Friday, December 31, 2010

Virginia will have to cut programs that help intellectually disabled people live independently

From The News-Leader in Staunton, Va.

Community-based programs that help people with intellectual disabilities live independently rely on Medicaid funding, but for the past decade, the rates have remained stagnant at best, while costs have soared.

With a proposed 5 percent funding cut looming, service providers face even more difficulty helping their clients live in their communities.

In-home services pay for an agency or community services board employee to help a disabled person with a variety of daily living tasks, such as cooking, budgeting and laundry. In-home workers also drive clients to medical and dental appointments, the grocery store or on social outings.

The waiver program depends on funds from state and local mental health agencies and Medicaid — the joint federal-state health insurance system for the poor and disabled. The rate set by the state to pay for in-home service has remained at $18.86 per hour for 10 years.

“That sounds like a lot of money, but you also have to factor in benefits and mileage,” said Jim Hall, Waynesboro branch director for DePaul Community Resources. “Including benefits, you end up paying around $14 or $15 per hour.”

Rising insurance rates and cost-of-living expenses eat into what’s left and then some, making the service a money loser for many agencies. Agencies also have to give employees time to fill out paperwork and complete documentation — time that the agency can’t bill the state, said Hall, who at one time considered offering it.

“It’s not a cost-efficient program for an organization to run,” he said. “The way to make it work is to hire part-timers, but I’ve always had difficulty keeping them because they need more hours or benefits.”

As a result, the few agencies in Staunton, Waynesboro and Augusta County that have offered it in the past no longer do.

Worse, advocates and families are bracing for a 5 percent cut across community-based services, including in-home services, set to take effect in July.

Residents in Staunton, Waynesboro and Augusta County can get the service through Valley Community Services Board or Creative Family Solutions, a Christiansburg-based agency.

Creative Family Solutions specializes in providing in-home services throughout the state, including the Central Valley. It makes the low reimbursement rates work by actively recruiting part-time employees who get benefits from another full-time job or through a spouse, said agency director Scott Worley.

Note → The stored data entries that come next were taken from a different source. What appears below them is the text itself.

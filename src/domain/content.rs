//! src/domain/content.rs

#[derive(thiserror::Error, Debug, PartialEq, Eq)]
pub enum ContentError {
    #[error("Subject is required")]
    EmptySubject,
    #[error("Email body is required")]
    EmptyBody,
}

/// Subject line of a run. Kept as submitted; only checked to be non-blank.
#[derive(Debug, Clone, PartialEq, Eq)]
pub struct Subject(String);

impl Subject {
    pub fn parse(s: String) -> Result<Self, ContentError> {
        if s.trim().is_empty() {
            return Err(ContentError::EmptySubject);
        }
        Ok(Self(s))
    }
}

impl AsRef<str> for Subject {
    fn as_ref(&self) -> &str {
        &self.0
    }
}

/// HTML body of a run.
#[derive(Debug, Clone, PartialEq, Eq)]
pub struct Body(String);

impl Body {
    pub fn parse(s: String) -> Result<Self, ContentError> {
        if s.trim().is_empty() {
            return Err(ContentError::EmptyBody);
        }
        Ok(Self(s))
    }
}

impl AsRef<str> for Body {
    fn as_ref(&self) -> &str {
        &self.0
    }
}
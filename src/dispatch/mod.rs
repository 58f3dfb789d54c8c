//! src/dispatch/mod.rs
mod planner;
pub use planner::{plan, Limits, Plan, DEFAULT_BATCH_SIZE, DEFAULT_DAILY_CAP};

mod worker;
pub use worker::{deliver, Delivery, Outcome};

mod report;
pub use report::{Failure, RunAggregator, RunReport, RunSummary, REPORTED_FAILURES};

mod request;
pub use request::{DispatchConfig, RunRequest, ValidationError, DEFAULT_BATCH_DELAY};

mod dispatcher;
pub use dispatcher::dispatch;
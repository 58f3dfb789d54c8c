//! src/routes/bulk_email.rs
use crate::dispatch::{dispatch, DispatchConfig, RunRequest, RunSummary, ValidationError};
use crate::domain::{Address, Body, Subject};
use crate::email::MailRelay;
use crate::ingest::{normalize_rows, CsvRowSource, IngestionError};
use crate::routes::error_chain_fmt;
use crate::telemetry::spawn_blocking_with_tracing;
use actix_multipart::{Field, Multipart, MultipartError};
use actix_web::http::StatusCode;
use actix_web::{web, HttpResponse, ResponseError};
use anyhow::Context;
use futures_util::TryStreamExt;
use serde::Serialize;
use uuid::Uuid;

/// Largest accepted upload, in bytes.
#[derive(Debug, Clone, Copy)]
pub struct UploadLimit(pub usize);

#[derive(thiserror::Error)]
pub enum BulkEmailError {
    #[error("CSV file is required")]
    MissingFile,
    #[error("Only CSV files are allowed")]
    NotCsv,
    #[error("Uploads are limited to {0} bytes")]
    TooLarge(usize),
    #[error("Malformed upload: {0}")]
    MalformedUpload(String),
    #[error(transparent)]
    ValidationError(#[from] ValidationError),
    #[error("Failed to process bulk email")]
    IngestionError(#[from] IngestionError),
    #[error("Failed to process bulk email")]
    UnexpectedError(#[from] anyhow::Error),
}

impl std::fmt::Debug for BulkEmailError {
    fn fmt(&self, f: &mut std::fmt::Formatter<'_>) -> std::fmt::Result {
        error_chain_fmt(self, f)
    }
}

#[derive(Serialize)]
struct Rejection {
    error: String,
}

#[derive(Serialize)]
struct Failure {
    success: bool,
    error: String,
    message: String,
}

impl ResponseError for BulkEmailError {
    fn status_code(&self) -> StatusCode {
        match self {
            BulkEmailError::IngestionError(_) | BulkEmailError::UnexpectedError(_) => {
                StatusCode::INTERNAL_SERVER_ERROR
            }
            _ => StatusCode::BAD_REQUEST,
        }
    }

    fn error_response(&self) -> HttpResponse {
        let mut response = HttpResponse::build(self.status_code());
        match self {
            BulkEmailError::IngestionError(e) => response.json(Failure {
                success: false,
                error: self.to_string(),
                message: e.to_string(),
            }),
            BulkEmailError::UnexpectedError(e) => response.json(Failure {
                success: false,
                error: self.to_string(),
                message: format!("{:#}", e),
            }),
            _ => response.json(Rejection {
                error: self.to_string(),
            }),
        }
    }
}

#[derive(Serialize)]
struct BulkEmailResponse {
    success: bool,
    message: &'static str,
    results: RunSummary,
}

struct CsvUpload {
    filename: String,
    bytes: Vec<u8>,
}

#[derive(Default)]
struct BulkEmailForm {
    csv_file: Option<CsvUpload>,
    subject: Option<String>,
    body: Option<String>,
}

#[tracing::instrument(
    name = "Sending bulk email",
    skip(payload, relay, dispatch_config, upload_limit),
    fields(request_id = %Uuid::new_v4())
)]
pub async fn send_bulk_email(
    payload: Multipart,
    relay: web::Data<dyn MailRelay>,
    dispatch_config: web::Data<DispatchConfig>,
    upload_limit: web::Data<UploadLimit>,
) -> Result<HttpResponse, BulkEmailError> {
    // The upload lives in memory only and is dropped on every return path.
    let form = read_form(payload, upload_limit.0).await?;

    let csv_file = form.csv_file.ok_or(BulkEmailError::MissingFile)?;
    let subject = Subject::parse(form.subject.unwrap_or_default()).map_err(ValidationError::from)?;
    let body = Body::parse(form.body.unwrap_or_default()).map_err(ValidationError::from)?;

    tracing::info!("Processing CSV file: {}", csv_file.filename);
    let addresses = parse_csv(csv_file.bytes).await?;
    tracing::info!("Found {} valid email(s)", addresses.len());

    let request = RunRequest::new(addresses, subject, body, dispatch_config.limits)?;
    let report = dispatch(&request, &dispatch_config, relay.get_ref()).await;

    Ok(HttpResponse::Ok().json(BulkEmailResponse {
        success: true,
        message: "Bulk email sending completed",
        results: report.summary(),
    }))
}

#[tracing::instrument(name = "Parse uploaded CSV", skip(bytes), fields(size = bytes.len()))]
async fn parse_csv(bytes: Vec<u8>) -> Result<Vec<Address>, BulkEmailError> {
    let addresses = spawn_blocking_with_tracing(move || -> Result<Vec<Address>, IngestionError> {
        let source = CsvRowSource::new(bytes.as_slice())?;
        normalize_rows(source)
    })
    .await
    .context("Failed to spawn blocking thread")??;

    Ok(addresses)
}

async fn read_form(mut payload: Multipart, limit: usize) -> Result<BulkEmailForm, BulkEmailError> {
    let mut form = BulkEmailForm::default();

    while let Some(mut field) = payload.try_next().await.map_err(malformed)? {
        let name = field.content_disposition().get_name().unwrap_or_default().to_owned();
        match name.as_str() {
            "csvFile" => {
                let filename = field
                    .content_disposition()
                    .get_filename()
                    .unwrap_or_default()
                    .to_owned();
                if !is_csv(&field, &filename) {
                    return Err(BulkEmailError::NotCsv);
                }
                let bytes = read_field(&mut field, limit).await?;
                form.csv_file = Some(CsvUpload { filename, bytes });
            }
            "subject" => form.subject = Some(read_text(&mut field, limit).await?),
            "body" => form.body = Some(read_text(&mut field, limit).await?),
            _ => {
                read_field(&mut field, limit).await?;
            }
        }
    }

    Ok(form)
}

fn is_csv(field: &Field, filename: &str) -> bool {
    let csv_mime = field
        .content_type()
        .map(|mime| mime.essence_str() == "text/csv")
        .unwrap_or(false);
    csv_mime || filename.to_lowercase().ends_with(".csv")
}

async fn read_field(field: &mut Field, limit: usize) -> Result<Vec<u8>, BulkEmailError> {
    let mut bytes = Vec::new();
    while let Some(chunk) = field.try_next().await.map_err(malformed)? {
        if bytes.len() + chunk.len() > limit {
            return Err(BulkEmailError::TooLarge(limit));
        }
        bytes.extend_from_slice(&chunk);
    }
    Ok(bytes)
}

async fn read_text(field: &mut Field, limit: usize) -> Result<String, BulkEmailError> {
    let bytes = read_field(field, limit).await?;
    String::from_utf8(bytes).map_err(|e| BulkEmailError::MalformedUpload(e.to_string()))
}

fn malformed(e: MultipartError) -> BulkEmailError {
    BulkEmailError::MalformedUpload(e.to_string())
}
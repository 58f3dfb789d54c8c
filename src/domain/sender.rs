//! src/domain/sender.rs
use crate::domain::address::{self, Address};
use unicode_segmentation::UnicodeSegmentation;

#[derive(thiserror::Error, Debug, PartialEq, Eq)]
pub enum NameError {
    #[error("A sender name must not be empty")]
    Empty,
    #[error("A sender name must not be more than 256 graphemes long")]
    TooLong,
    #[error("A sender name must not contain any of the following characters: '/' '(' ')' '\"' '<' '>' '\\' '{{' '}}'")]
    InvalidCharacters,
}

#[derive(thiserror::Error, Debug)]
pub enum SenderError {
    #[error("Invalid sender name")]
    Name(#[from] NameError),
    #[error("Invalid sender email")]
    Address(#[from] address::Error),
}

/// Display name placed in the `From` header of every message of a run.
#[derive(Debug, Clone, PartialEq, Eq)]
pub struct SenderName(String);

impl SenderName {
    pub fn parse(s: String) -> Result<Self, NameError> {
        let s = s.trim();
        if s.is_empty() {
            return Err(NameError::Empty);
        }

        // Graphemes, not chars: `å` may be two code points.
        if s.graphemes(true).count() > 256 {
            return Err(NameError::TooLong);
        }

        // These would break out of the quoted display name in the `From` header.
        let forbidden_characters = ['/', '(', ')', '"', '<', '>', '\\', '{', '}'];
        if s.chars().any(|c| forbidden_characters.contains(&c)) {
            return Err(NameError::InvalidCharacters);
        }

        Ok(Self(s.to_owned()))
    }
}

impl AsRef<str> for SenderName {
    fn as_ref(&self) -> &str {
        &self.0
    }
}

/// The run-invariant `From` identity.
#[derive(Debug, Clone, PartialEq, Eq)]
pub struct Sender {
    name: SenderName,
    address: Address,
}

impl Sender {
    pub fn parse(name: String, email: &str) -> Result<Self, SenderError> {
        Ok(Self {
            name: SenderName::parse(name)?,
            address: Address::parse(email)?,
        })
    }

    pub fn name(&self) -> &SenderName {
        &self.name
    }

    pub fn address(&self) -> &Address {
        &self.address
    }
}
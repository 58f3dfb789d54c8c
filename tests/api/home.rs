//! tests/api/home.rs

use crate::helpers::{setup_with, FakeRelay};

#[tokio::test]
async fn home_serves_the_upload_form() {
    let test = setup_with(
        |config| {
            config.sender.name = "Earthsea News".to_string();
            config.dispatch.batch_size = Some("25".to_string());
        },
        FakeRelay::default(),
    )
    .await;

    let response = test.get("/").await;

    assert_eq!(response.status().as_u16(), 200);
    let html = response.text().await.unwrap();
    assert!(html.contains(r#"action="/send-bulk-email""#));
    assert!(html.contains(r#"name="csvFile""#));
    assert!(html.contains("Earthsea News &lt;"));
    assert!(html.contains("25 emails per batch"));
}
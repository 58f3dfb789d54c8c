//! src/configuration.rs
use crate::dispatch::{DispatchConfig, Limits, DEFAULT_BATCH_DELAY};
use crate::domain::{Sender, SenderError};
use anyhow::Context;
use config::{Config, File};
use secrecy::Secret;
use serde::Deserialize;
use std::time::Duration;

#[derive(Deserialize, Clone, Debug)]
pub struct Settings {
    pub application: ApplicationSettings,
    #[serde(default)]
    pub dispatch: DispatchSettings,
    pub sender: SenderSettings,
    #[serde(skip)]
    pub relay: RelaySettings,
}

impl Settings {
    pub fn dispatch_config(&self) -> Result<DispatchConfig, SenderError> {
        let sender = Sender::parse(self.sender.name.clone(), &self.sender.email)?;
        Ok(DispatchConfig {
            sender,
            limits: self.dispatch.limits(),
            batch_delay: self.dispatch.batch_delay(),
        })
    }
}

#[derive(Deserialize, Clone, Debug)]
pub struct ApplicationSettings {
    pub port: u16,
    pub host: String,
    #[serde(default = "default_upload_limit")]
    pub upload_limit_bytes: usize,
}

fn default_upload_limit() -> usize {
    5 * 1024 * 1024
}

/// Raw dispatch limits, as configured.
///
/// A limit that is missing, unparsable or not positive falls back to its
/// default instead of failing startup.
#[derive(Deserialize, Clone, Debug, Default)]
pub struct DispatchSettings {
    pub batch_size: Option<String>,
    pub daily_cap: Option<String>,
    pub batch_delay_milliseconds: Option<String>,
}

impl DispatchSettings {
    pub fn limits(&self) -> Limits {
        Limits::from_raw(self.batch_size.as_deref(), self.daily_cap.as_deref())
    }

    /// Zero is allowed and disables the pause; anything unparsable means the default.
    pub fn batch_delay(&self) -> Duration {
        self.batch_delay_milliseconds
            .as_deref()
            .and_then(|raw| raw.trim().parse::<u64>().ok())
            .map(Duration::from_millis)
            .unwrap_or(DEFAULT_BATCH_DELAY)
    }
}

#[derive(Deserialize, Clone, Debug)]
pub struct SenderSettings {
    pub name: String,
    pub email: String,
}

/// Connection settings for the SMTP relay, read from `SMTP_*` variables.
#[derive(Deserialize, Clone, Debug)]
pub struct RelaySettings {
    #[serde(default = "default_relay_host")]
    pub host: String,
    #[serde(default = "default_relay_port")]
    pub port: u16,
    #[serde(default)]
    pub user: String,
    #[serde(default = "empty_secret")]
    pub pass: Secret<String>,
    /// Skips certificate verification. Insecure; kept for relays behind
    /// TLS-intercepting proxies.
    #[serde(default = "default_accept_invalid_certs")]
    pub accept_invalid_certs: bool,
    #[serde(default)]
    pub require_tls: bool,
    #[serde(default = "default_relay_timeout")]
    pub timeout_seconds: u64,
    #[serde(default = "default_relay_pool_size")]
    pub pool_size: u32,
}

impl RelaySettings {
    pub fn timeout(&self) -> Duration {
        Duration::from_secs(self.timeout_seconds)
    }
}

impl Default for RelaySettings {
    fn default() -> Self {
        Self {
            host: default_relay_host(),
            port: default_relay_port(),
            user: String::new(),
            pass: empty_secret(),
            accept_invalid_certs: default_accept_invalid_certs(),
            require_tls: false,
            timeout_seconds: default_relay_timeout(),
            pool_size: default_relay_pool_size(),
        }
    }
}

fn default_relay_host() -> String {
    "smtp-relay.brevo.com".to_string()
}

fn default_relay_port() -> u16 {
    587
}

fn empty_secret() -> Secret<String> {
    Secret::new(String::new())
}

fn default_accept_invalid_certs() -> bool {
    true
}

fn default_relay_timeout() -> u64 {
    60
}

fn default_relay_pool_size() -> u32 {
    5
}

#[derive(PartialEq)]
pub enum Environment {
    Local,
    Production,
}

impl Environment {
    pub fn as_str(&self) -> &'static str {
        match self {
            Environment::Local => "local",
            Environment::Production => "production",
        }
    }
}

impl TryFrom<String> for Environment {
    type Error = String;
    fn try_from(s: String) -> Result<Self, Self::Error> {
        match s.as_ref() {
            "local" => Ok(Environment::Local),
            "production" => Ok(Environment::Production),
            _ => Err(format!(
                "{} is not a supported environment. Use either `local` or `production`.",
                s
            )),
        }
    }
}

pub fn get_configuration() -> Result<Settings, anyhow::Error> {
    let base_path = std::env::current_dir().context("Failed to determine the current directory")?;
    let configuration_directory = base_path.join("configuration");

    // Detect the running environment.
    // Default to `local` if not specified.
    let environment: Environment = std::env::var("APP_ENVIRONMENT")
        .unwrap_or_else(|_| "local".into())
        .try_into()
        .map_err(anyhow::Error::msg)
        .context("Failed to parse APP_ENVIRONMENT.")?;

    let settings = Config::builder()
        .add_source(File::from(configuration_directory.join("base")).required(true))
        .add_source(File::from(configuration_directory.join(environment.as_str())).required(true))
        // E.g. `APP_DISPATCH__BATCH_SIZE=25` sets `Settings.dispatch.batch_size`.
        .add_source(
            config::Environment::with_prefix("APP")
                .prefix_separator("_")
                .separator("__"),
        )
        .build()?;

    let mut settings: Settings = settings.try_deserialize()?;

    if environment == Environment::Local {
        // Optional: credentials may just as well come from the real environment.
        let _ = dotenvy::from_filename(configuration_directory.join("relay.env"));
    }

    settings.relay = envy::prefixed("SMTP_")
        .from_env::<RelaySettings>()
        .context("Failed to parse relay settings from environment")?;

    Ok(settings)
}
//! src/domain/mod.rs
mod address;
pub use address::{Address, Error as AddressError};

mod content;
pub use content::{Body, ContentError, Subject};

mod sender;
pub use sender::{NameError, Sender, SenderError, SenderName};
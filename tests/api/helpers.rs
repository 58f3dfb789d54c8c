//! tests/api/helpers.rs

use async_trait::async_trait;
use bulkmail::configuration::get_configuration;
use bulkmail::email::{MailRelay, OutgoingEmail, RelayError};
use bulkmail::startup::Application;
use bulkmail::telemetry::{get_subscriber, init_subscriber};
use once_cell::sync::Lazy;
use reqwest::multipart::{Form, Part};
use std::collections::HashSet;
use std::sync::{Arc, Mutex};

static TRACING: Lazy<()> = Lazy::new(|| {
    let default_filter_level = "info".to_string();
    let subscriber_name = "test".to_string();

    // Set TEST_LOG=true to see logs during tests
    // Use bunyan to format the logs nicely:
    // $ TEST_LOG=true cargo test | bunyan
    if std::env::var("TEST_LOG").is_ok() {
        let subscriber = get_subscriber(subscriber_name, default_filter_level, std::io::stdout);
        init_subscriber(subscriber);
    } else {
        let subscriber = get_subscriber(subscriber_name, default_filter_level, std::io::sink);
        init_subscriber(subscriber);
    };
});

/// Stands in for the SMTP relay: remembers every recipient and rejects the ones
/// it was told to.
#[derive(Default)]
pub struct FakeRelay {
    rejected: HashSet<String>,
    recipients: Mutex<Vec<String>>,
}

impl FakeRelay {
    pub fn rejecting(addresses: &[&str]) -> Self {
        Self {
            rejected: addresses.iter().map(|a| a.to_string()).collect(),
            ..Self::default()
        }
    }

    pub fn recipients(&self) -> Vec<String> {
        self.recipients.lock().unwrap().clone()
    }
}

#[async_trait]
impl MailRelay for FakeRelay {
    async fn send(&self, email: &OutgoingEmail<'_>) -> Result<(), RelayError> {
        let to = email.to.to_string();
        self.recipients.lock().unwrap().push(to.clone());

        if self.rejected.contains(&to) {
            Err(RelayError::Rejected(format!("550 {} mailbox unavailable", to)))
        } else {
            Ok(())
        }
    }
}

pub struct Test {
    pub address: String,
    pub relay: Arc<FakeRelay>,
}

impl Test {
    pub async fn get(&self, path: &str) -> reqwest::Response {
        reqwest::get(&format!("{}{}", self.address, path))
            .await
            .expect("Failed to execute request.")
    }

    pub async fn post_bulk_email(&self, form: Form) -> reqwest::Response {
        reqwest::Client::new()
            .post(&format!("{}/send-bulk-email", self.address))
            .multipart(form)
            .send()
            .await
            .expect("Failed to execute request.")
    }
}

/// The three fields the upload form sends.
pub fn bulk_email_form(csv: &str, subject: &str, body: &str) -> Form {
    Form::new()
        .part("csvFile", csv_part(csv, "recipients.csv", "text/csv"))
        .text("subject", subject.to_owned())
        .text("body", body.to_owned())
}

pub fn csv_part(contents: &str, filename: &str, mime: &str) -> Part {
    Part::text(contents.to_owned())
        .file_name(filename.to_owned())
        .mime_str(mime)
        .expect("Invalid mime type")
}

pub async fn setup() -> Test {
    setup_with(|_| {}, FakeRelay::default()).await
}

pub async fn setup_with<F>(customize: F, relay: FakeRelay) -> Test
where
    F: FnOnce(&mut bulkmail::configuration::Settings),
{
    Lazy::force(&TRACING);

    let mut config = get_configuration().expect("Failed to read configuration.");
    config.application.port = 0;
    config.dispatch.batch_delay_milliseconds = Some("0".to_string());
    customize(&mut config);

    let relay = Arc::new(relay);
    let app = Application::build_with_relay(config, relay.clone())
        .expect("Failed to build application.");
    let address = format!("http://127.0.0.1:{}", app.port());

    // Launch the server as a background task
    let _ = tokio::spawn(app.run());

    Test { address, relay }
}
//! src/dispatch/worker.rs
use crate::domain::{Address, Body, Sender, Subject};
use crate::email::{MailRelay, OutgoingEmail};

#[derive(Debug, Clone, PartialEq, Eq)]
pub enum Outcome {
    Sent,
    /// Carries the relay's description of what went wrong.
    Failed(String),
}

/// What happened to one recipient.
#[derive(Debug, Clone, PartialEq, Eq)]
pub struct Delivery {
    pub address: Address,
    pub outcome: Outcome,
}

/// Sends the run's message to `address`.
///
/// Never fails: relay errors become [`Outcome::Failed`] so that one bad recipient
/// cannot take down the rest of the batch.
#[tracing::instrument(
    name = "Deliver email",
    skip_all,
    fields(recipient = %address)
)]
pub async fn deliver<R>(
    relay: &R,
    sender: &Sender,
    subject: &Subject,
    body: &Body,
    address: Address,
) -> Delivery
where
    R: MailRelay + ?Sized,
{
    let result = {
        let email = OutgoingEmail::builder(sender, &address)
            .subject(subject.as_ref())
            .html_content(body.as_ref())
            .build();
        relay.send(&email).await
    };

    let outcome = match result {
        Ok(()) => {
            tracing::info!("Sent to {}", address);
            Outcome::Sent
        }
        Err(e) => {
            tracing::error!(error.cause_chain = ?e, "Failed to send to {}: {}", address, e);
            Outcome::Failed(e.to_string())
        }
    };

    Delivery { address, outcome }
}
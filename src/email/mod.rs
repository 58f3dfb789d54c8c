//! src/email/mod.rs
use async_trait::async_trait;

mod message;
pub use message::{EmailBuilder, OutgoingEmail};

mod smtp;
pub use smtp::SmtpRelay;

#[derive(thiserror::Error, Debug)]
pub enum RelayError {
    #[error("Invalid address: {0}")]
    Address(#[from] lettre::address::AddressError),
    #[error("Failed to build message: {0}")]
    Message(#[from] lettre::error::Error),
    #[error("{0}")]
    Transport(#[from] lettre::transport::smtp::Error),
    #[error("Mail relay is shutting down")]
    Closed(#[from] tokio::sync::AcquireError),
    #[error("{0}")]
    Rejected(String),
}

/// Something that delivers one message to one recipient.
///
/// Implementations are shared by every delivery of a batch at once, so they
/// must multiplex their own connections and enforce their own timeouts.
#[async_trait]
pub trait MailRelay: Send + Sync {
    async fn send(&self, email: &OutgoingEmail<'_>) -> Result<(), RelayError>;
}
//! src/domain/address.rs
use serde::Serialize;

#[derive(thiserror::Error, Debug, PartialEq, Eq)]
pub enum Error {
    #[error("Empty email")]
    Empty,
    #[error("Invalid email: {0}")]
    Invalid(String),
}

/// A recipient address, trimmed and lower-cased.
///
/// Two addresses are the same recipient iff their normalized strings are equal.
#[derive(Debug, Clone, PartialEq, Eq, Hash, Serialize)]
pub struct Address(String);

impl Address {
    pub fn parse(s: &str) -> Result<Self, Error> {
        let normalized = s.trim().to_lowercase();
        if normalized.is_empty() {
            return Err(Error::Empty);
        }

        if is_valid(&normalized) {
            Ok(Self(normalized))
        } else {
            Err(Error::Invalid(normalized))
        }
    }
}

// `local@domain`, where neither side is empty, nothing contains whitespace or a
// second `@`, and the domain has a `.` with at least one character on each side.
fn is_valid(s: &str) -> bool {
    if s.chars().any(char::is_whitespace) {
        return false;
    }

    let Some((local, domain)) = s.split_once('@') else {
        return false;
    };

    if local.is_empty() || domain.contains('@') {
        return false;
    }

    domain
        .char_indices()
        .any(|(i, c)| c == '.' && i > 0 && i + 1 < domain.len())
}

impl AsRef<str> for Address {
    fn as_ref(&self) -> &str {
        &self.0
    }
}

impl std::fmt::Display for Address {
    fn fmt(&self, f: &mut std::fmt::Formatter<'_>) -> std::fmt::Result {
        write!(f, "{}", self.as_ref())
    }
}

“Many have jobs with other companies,” he said. “We get, a lot of times, people from DSS (Department of Social Services) and (community service boards). Sometimes we’ll hear that a teacher from the individual’s school system did a great job with that person, so we’ll go to the school and try to recruit them.”

VCSB is the local organization through which intellectually disabled residents apply for Medicaid waiver and, once approved, are connected with services. It has one full-time and eight part-time employees who provide in-home services.

For the time being, VCSB doesn’t have a waiting list for people seeking in-home services, said Kathy Kristiansen, director of client services. It receives about one request a month for the service, she said.

“We’re hoping to grow a little bit in the in-home area,” said Karen Belcher, who leads one of four support teams at VCSB for people with intellectual disabilities, mental illness or both. “We are looking at increasing it so that if we get new referrals, we can take them.”

Belcher added that VCSB might look at identifying people in sponsored placement — an adult foster-care program — who might be able to live on their own with support from in-home services.

“We have quite a few individuals already who are living in their own apartments and receive this service,” she said. “Something else we could look at in the coming years is getting people in sponsored placement into an independent living situation with in-home services.”

Advocates say many people now living in group homes, which typically house four to six people, have the potential to live alone or with one roommate if they could get in-home services. But the service will continue to dwindle if it isn’t adequately funded.

“Anytime you have a group situation, it creates some restrictions,” said Christy Collins, who owns and operates CC & Associates with her husband. The agency no longer offers in-home in the Staunton-area because the costs of operating the program have outpaced the reimbursement rate. “In a group-home situation, there have to be some house rules.

“In-home is the least restrictive service,” said Collins, who worked as a advocate for 10 years before starting CC & Associates. “It is what allows the most independence for people.”